Amazon Connect Tools

These tools are intended to be used to connect and query one redshift instance and one database.


This package is dependant upon keyring for keeping credentials secure for connecting to your desired Redshift instance.


  1. Installation:
pip install redshiftquery
  1. Setup:

Next you will need to setup the keyring Login information unique to your redshift database.

You will need to store a 'Host', 'Database', 'Username', and 'Password' by running the following in python once:

import keyring
keyring.set_password('Redshift', 'Host', '[Your Host Server]')
keyring.set_password('Redshift', 'Database', '[Your Database]')
keyring.set_password('Redshift', 'Username', '[Your Username]')
keyring.set_password('Redshift', 'Password', '[Your Password]')

note that the strings used here are case sensitive

Copy this exactly but replace [Your Host Server], [Your Database], [Your Username], and [Your Password] with your actual login credentials. This will be stored in your OS.

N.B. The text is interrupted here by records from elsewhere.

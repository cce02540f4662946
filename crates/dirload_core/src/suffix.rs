//! One base DN taking part in a run.
//!
//! A suffix knows which container receives its entries, which container
//! the previous data is migrated from, and which branches of the source are
//! loaded. It also tracks entries that workers have read but not yet
//! validated, so a child never checks for its parent while the parent is
//! still in flight on another worker.

use crate::config::ImportConfig;
use crate::dn::Dn;
use crate::dn_cache::DnCache;
use crate::error::{CoreError, CoreResult};
use crate::executor::POLL_INTERVAL;
use crate::registry::StreamSet;
use crate::store::{EntryContainer, RootContainer};
use parking_lot::{Condvar, Mutex};
use std::collections::{HashSet, VecDeque};
use std::sync::atomic::{AtomicBool, Ordering};
use std::sync::Arc;
use tracing::{debug, info};

/// Parents remembered as present, so siblings skip the cache lookup.
const RECENT_PARENTS: usize = 16;

/// Suffix appended to the base DN to name the temporary container.
const TEMP_CONTAINER_SUFFIX: &str = "_importTmp";

pub(crate) struct Suffix {
    base: Dn,
    container: Arc<dyn EntryContainer>,
    source: Option<Arc<dyn EntryContainer>>,
    include_branches: Vec<Dn>,
    exclude_branches: Vec<Dn>,
    pub(crate) streams: StreamSet,
    pending: Mutex<HashSet<Dn>>,
    processed: Condvar,
    recent_parents: Mutex<VecDeque<Dn>>,
}

impl Suffix {
    pub(crate) fn new(container: Arc<dyn EntryContainer>) -> Self {
        Self {
            base: container.base_dn().clone(),
            container,
            source: None,
            include_branches: Vec::new(),
            exclude_branches: Vec::new(),
            streams: StreamSet::default(),
            pending: Mutex::new(HashSet::new()),
            processed: Condvar::new(),
            recent_parents: Mutex::new(VecDeque::with_capacity(RECENT_PARENTS)),
        }
    }

    /// Decides how `container` takes part in an import.
    ///
    /// Returns `None` when the configured branches leave nothing of the
    /// suffix to load. Branch selection only applies when the import
    /// replaces existing data without clearing the whole backend; it may
    /// redirect the load into a fresh temporary container while the
    /// previous one becomes the migration source.
    pub(crate) fn resolve(
        root: &dyn RootContainer,
        container: Arc<dyn EntryContainer>,
        config: &ImportConfig,
    ) -> CoreResult<Option<Self>> {
        let base = container.base_dn().clone();
        if config.append || config.clear_backend {
            return Ok(Some(Self::new(container)));
        }

        let excludes = parse_branches(&config.exclude_branches)?;
        let includes = parse_branches(&config.include_branches)?;
        if excludes.contains(&base) {
            info!(base = %base, "base DN excluded, skipping suffix");
            return Ok(None);
        }
        let mut exclude_branches: Vec<Dn> = excludes
            .into_iter()
            .filter(|dn| dn.is_descendant_of(&base))
            .collect();

        if includes.is_empty() {
            let mut suffix = Self::new(container);
            suffix.exclude_branches = exclude_branches;
            return Ok(Some(suffix));
        }

        let under_base: Vec<Dn> = includes
            .into_iter()
            .filter(|dn| dn.is_under_or_equal(&base))
            .collect();
        if under_base.is_empty() {
            info!(base = %base, "no include branch under base DN, skipping suffix");
            return Ok(None);
        }
        let mut include_branches: Vec<Dn> = Vec::new();
        for dn in &under_base {
            let nested = under_base.iter().any(|other| dn.is_descendant_of(other));
            if !nested && !include_branches.contains(dn) {
                include_branches.push(dn.clone());
            }
        }
        exclude_branches.retain(|dn| include_branches.iter().any(|inc| dn.is_descendant_of(inc)));

        if include_branches.len() == 1 && exclude_branches.is_empty() && include_branches[0] == base {
            let mut suffix = Self::new(container);
            suffix.include_branches = include_branches;
            return Ok(Some(suffix));
        }

        let temp_name = format!("{}{TEMP_CONTAINER_SUFFIX}", base.normalized());
        debug!(base = %base, container = %temp_name, "loading into a temporary container");
        let temp = root.open_entry_container(&base, &temp_name)?;
        let mut suffix = Self::new(temp);
        suffix.source = Some(container);
        suffix.include_branches = include_branches;
        suffix.exclude_branches = exclude_branches;
        Ok(Some(suffix))
    }

    pub(crate) fn base(&self) -> &Dn {
        &self.base
    }

    /// The container entries are written to.
    pub(crate) fn container(&self) -> &Arc<dyn EntryContainer> {
        &self.container
    }

    /// The container existing entries are migrated from, if any.
    pub(crate) fn source(&self) -> Option<&Arc<dyn EntryContainer>> {
        self.source.as_ref()
    }

    pub(crate) fn include_branches(&self) -> &[Dn] {
        &self.include_branches
    }

    pub(crate) fn exclude_branches(&self) -> &[Dn] {
        &self.exclude_branches
    }

    /// Returns the DN key of `dn` within this suffix.
    pub(crate) fn dn_key(&self, dn: &Dn) -> CoreResult<Vec<u8>> {
        dn.to_key(&self.base)
    }

    /// Returns true if a source entry with this DN is loaded.
    pub(crate) fn wants(&self, dn: &Dn) -> bool {
        if self.exclude_branches.iter().any(|ex| dn.is_under_or_equal(ex)) {
            return false;
        }
        self.include_branches.is_empty()
            || self.include_branches.iter().any(|inc| dn.is_under_or_equal(inc))
    }

    /// Marks `dn` as read but not yet validated.
    pub(crate) fn add_pending(&self, dn: &Dn) {
        self.pending.lock().insert(dn.clone());
    }

    /// Releases workers waiting on `dn`.
    pub(crate) fn remove_pending(&self, dn: &Dn) {
        let removed = self.pending.lock().remove(dn);
        if removed {
            self.processed.notify_all();
        }
    }

    /// Returns true if `parent` exists, waiting for it first if another
    /// worker is still validating it.
    ///
    /// Presence is decided by the DN cache or, unless the destination
    /// started out empty, by the destination's dn2id.
    pub(crate) fn is_parent_processed(
        &self,
        parent: &Dn,
        dn_cache: &DnCache,
        cleared: bool,
        cancel: &AtomicBool,
    ) -> CoreResult<bool> {
        if self.recent_parents.lock().contains(parent) {
            return Ok(true);
        }
        {
            let mut pending = self.pending.lock();
            while pending.contains(parent) {
                if cancel.load(Ordering::Acquire) {
                    return Err(CoreError::Canceled);
                }
                self.processed.wait_for(&mut pending, POLL_INTERVAL);
            }
        }

        let mut found = dn_cache.contains(parent)?;
        if !found && !cleared {
            let key = self.dn_key(parent)?;
            found = self.container.dn2id().get(&key)?.is_some();
        }
        if found {
            let mut recent = self.recent_parents.lock();
            if recent.len() == RECENT_PARENTS {
                recent.pop_front();
            }
            recent.push_back(parent.clone());
        }
        Ok(found)
    }
}

fn parse_branches(branches: &[String]) -> CoreResult<Vec<Dn>> {
    branches.iter().map(|text| Dn::parse(text)).collect()
}

/// Finds the suffix whose base DN is the closest ancestor-or-self of `dn`.
pub(crate) fn match_suffix<'a>(suffixes: &'a [Arc<Suffix>], dn: &Dn) -> Option<&'a Arc<Suffix>> {
    suffixes
        .iter()
        .filter(|suffix| dn.is_under_or_equal(suffix.base()))
        .max_by_key(|suffix| suffix.base().len())
}

#[cfg(test)]
mod tests {
    use super::*;
    use crate::store::memory::MemoryRootContainer;
    use dirload_storage::InMemoryBackend;
    use std::thread;
    use std::time::Duration;

    fn dn(text: &str) -> Dn {
        Dn::parse(text).unwrap()
    }

    fn setup() -> (MemoryRootContainer, Arc<dyn EntryContainer>) {
        let root = MemoryRootContainer::new();
        let container = root.add_suffix("dc=example,dc=com", Vec::new()).unwrap();
        (root, container)
    }

    #[test]
    fn append_ignores_branches() {
        let (root, container) = setup();
        let config = ImportConfig::new()
            .append(true)
            .exclude_branch("dc=example,dc=com");
        let suffix = Suffix::resolve(&root, container, &config)
            .unwrap()
            .unwrap();
        assert!(suffix.source().is_none());
        assert!(suffix.wants(&dn("cn=x,dc=example,dc=com")));
    }

    #[test]
    fn excluded_base_skips_suffix() {
        let (root, container) = setup();
        let config = ImportConfig::new().exclude_branch("DC=Example,dc=com");
        assert!(Suffix::resolve(&root, container, &config)
            .unwrap()
            .is_none());
    }

    #[test]
    fn include_outside_base_skips_suffix() {
        let (root, container) = setup();
        let config = ImportConfig::new().include_branch("dc=other,dc=com");
        assert!(Suffix::resolve(&root, container, &config)
            .unwrap()
            .is_none());
    }

    #[test]
    fn include_of_whole_base_loads_in_place() {
        let (root, container) = setup();
        let config = ImportConfig::new().include_branch("dc=example,dc=com");
        let suffix = Suffix::resolve(&root, container.clone(), &config)
            .unwrap()
            .unwrap();
        assert!(suffix.source().is_none());
        assert_eq!(suffix.container().name(), container.name());
    }

    #[test]
    fn partial_include_uses_temporary_container() {
        let (root, container) = setup();
        let config = ImportConfig::new()
            .include_branch("ou=people,dc=example,dc=com")
            .include_branch("ou=staff,ou=people,dc=example,dc=com")
            .exclude_branch("ou=gone,ou=people,dc=example,dc=com")
            .exclude_branch("ou=groups,dc=example,dc=com");
        let suffix = Suffix::resolve(&root, container, &config)
            .unwrap()
            .unwrap();

        assert_eq!(suffix.container().name(), "dc=example,dc=com_importTmp");
        assert!(suffix.source().is_some());
        assert_eq!(suffix.include_branches(), &[dn("ou=people,dc=example,dc=com")]);
        assert_eq!(suffix.exclude_branches(), &[dn("ou=gone,ou=people,dc=example,dc=com")]);

        assert!(suffix.wants(&dn("cn=a,ou=staff,ou=people,dc=example,dc=com")));
        assert!(!suffix.wants(&dn("cn=a,ou=gone,ou=people,dc=example,dc=com")));
        assert!(!suffix.wants(&dn("cn=a,ou=groups,dc=example,dc=com")));
        assert!(!suffix.wants(&dn("dc=example,dc=com")));
    }

    #[test]
    fn closest_suffix_wins() {
        let root = MemoryRootContainer::new();
        let outer = root.add_suffix("dc=com", Vec::new()).unwrap();
        let inner = root.add_suffix("dc=example,dc=com", Vec::new()).unwrap();
        let suffixes = vec![
            Arc::new(Suffix::new(outer)),
            Arc::new(Suffix::new(inner)),
        ];
        let found = match_suffix(&suffixes, &dn("cn=a,dc=example,dc=com")).unwrap();
        assert_eq!(found.base(), &dn("dc=example,dc=com"));
        assert!(match_suffix(&suffixes, &dn("dc=org")).is_none());
    }

    #[test]
    fn child_waits_for_pending_parent() {
        let (_root, container) = setup();
        let suffix = Arc::new(Suffix::new(container));
        let cache = Arc::new(DnCache::new(Box::new(InMemoryBackend::new())));
        let parent = dn("ou=people,dc=example,dc=com");
        suffix.add_pending(&parent);

        let waiter = {
            let (suffix, cache, parent) = (Arc::clone(&suffix), Arc::clone(&cache), parent.clone());
            thread::spawn(move || {
                let cancel = AtomicBool::new(false);
                suffix.is_parent_processed(&parent, &cache, true, &cancel)
            })
        };
        thread::sleep(Duration::from_millis(20));
        cache.insert(&parent).unwrap();
        suffix.remove_pending(&parent);
        assert!(waiter.join().unwrap().unwrap());
    }

    #[test]
    fn missing_parent_consults_dn2id_unless_cleared() {
        let (_root, container) = setup();
        container.dn2id().put(b"\0ou=people", crate::types::EntryId::new(2)).unwrap();
        let suffix = Suffix::new(container);
        let cache = DnCache::new(Box::new(InMemoryBackend::new()));
        let cancel = AtomicBool::new(false);
        let parent = dn("ou=people,dc=example,dc=com");

        assert!(!suffix.is_parent_processed(&parent, &cache, true, &cancel).unwrap());
        assert!(suffix.is_parent_processed(&parent, &cache, false, &cancel).unwrap());
        assert!(suffix.is_parent_processed(&parent, &cache, true, &cancel).unwrap());
    }

    #[test]
    fn canceled_wait_returns() {
        let (_root, container) = setup();
        let suffix = Suffix::new(container);
        let cache = DnCache::new(Box::new(InMemoryBackend::new()));
        let parent = dn("ou=people,dc=example,dc=com");
        suffix.add_pending(&parent);
        let cancel = AtomicBool::new(true);
        assert!(matches!(
            suffix.is_parent_processed(&parent, &cache, true, &cancel),
            Err(CoreError::Canceled)
        ));
    }
}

You can check that it was set up properly by executing keyring's get_password function, for example to check your Username was set up correctly:

keyring.get_password('RedShift', 'Username')


Quick and Dirty Querying

The main usage of this tool is to quickly get a dataframe from a query writtin in a SQL file. However sometimes queries are short and files may be overkill in these cases the use of exquery() is an easy way to see and get results. I typically use this when checking something from terminal.

Start by importing:


Query Module

For querying redshift from SQL files in order to retrieve data frames there are a few functions that can be used.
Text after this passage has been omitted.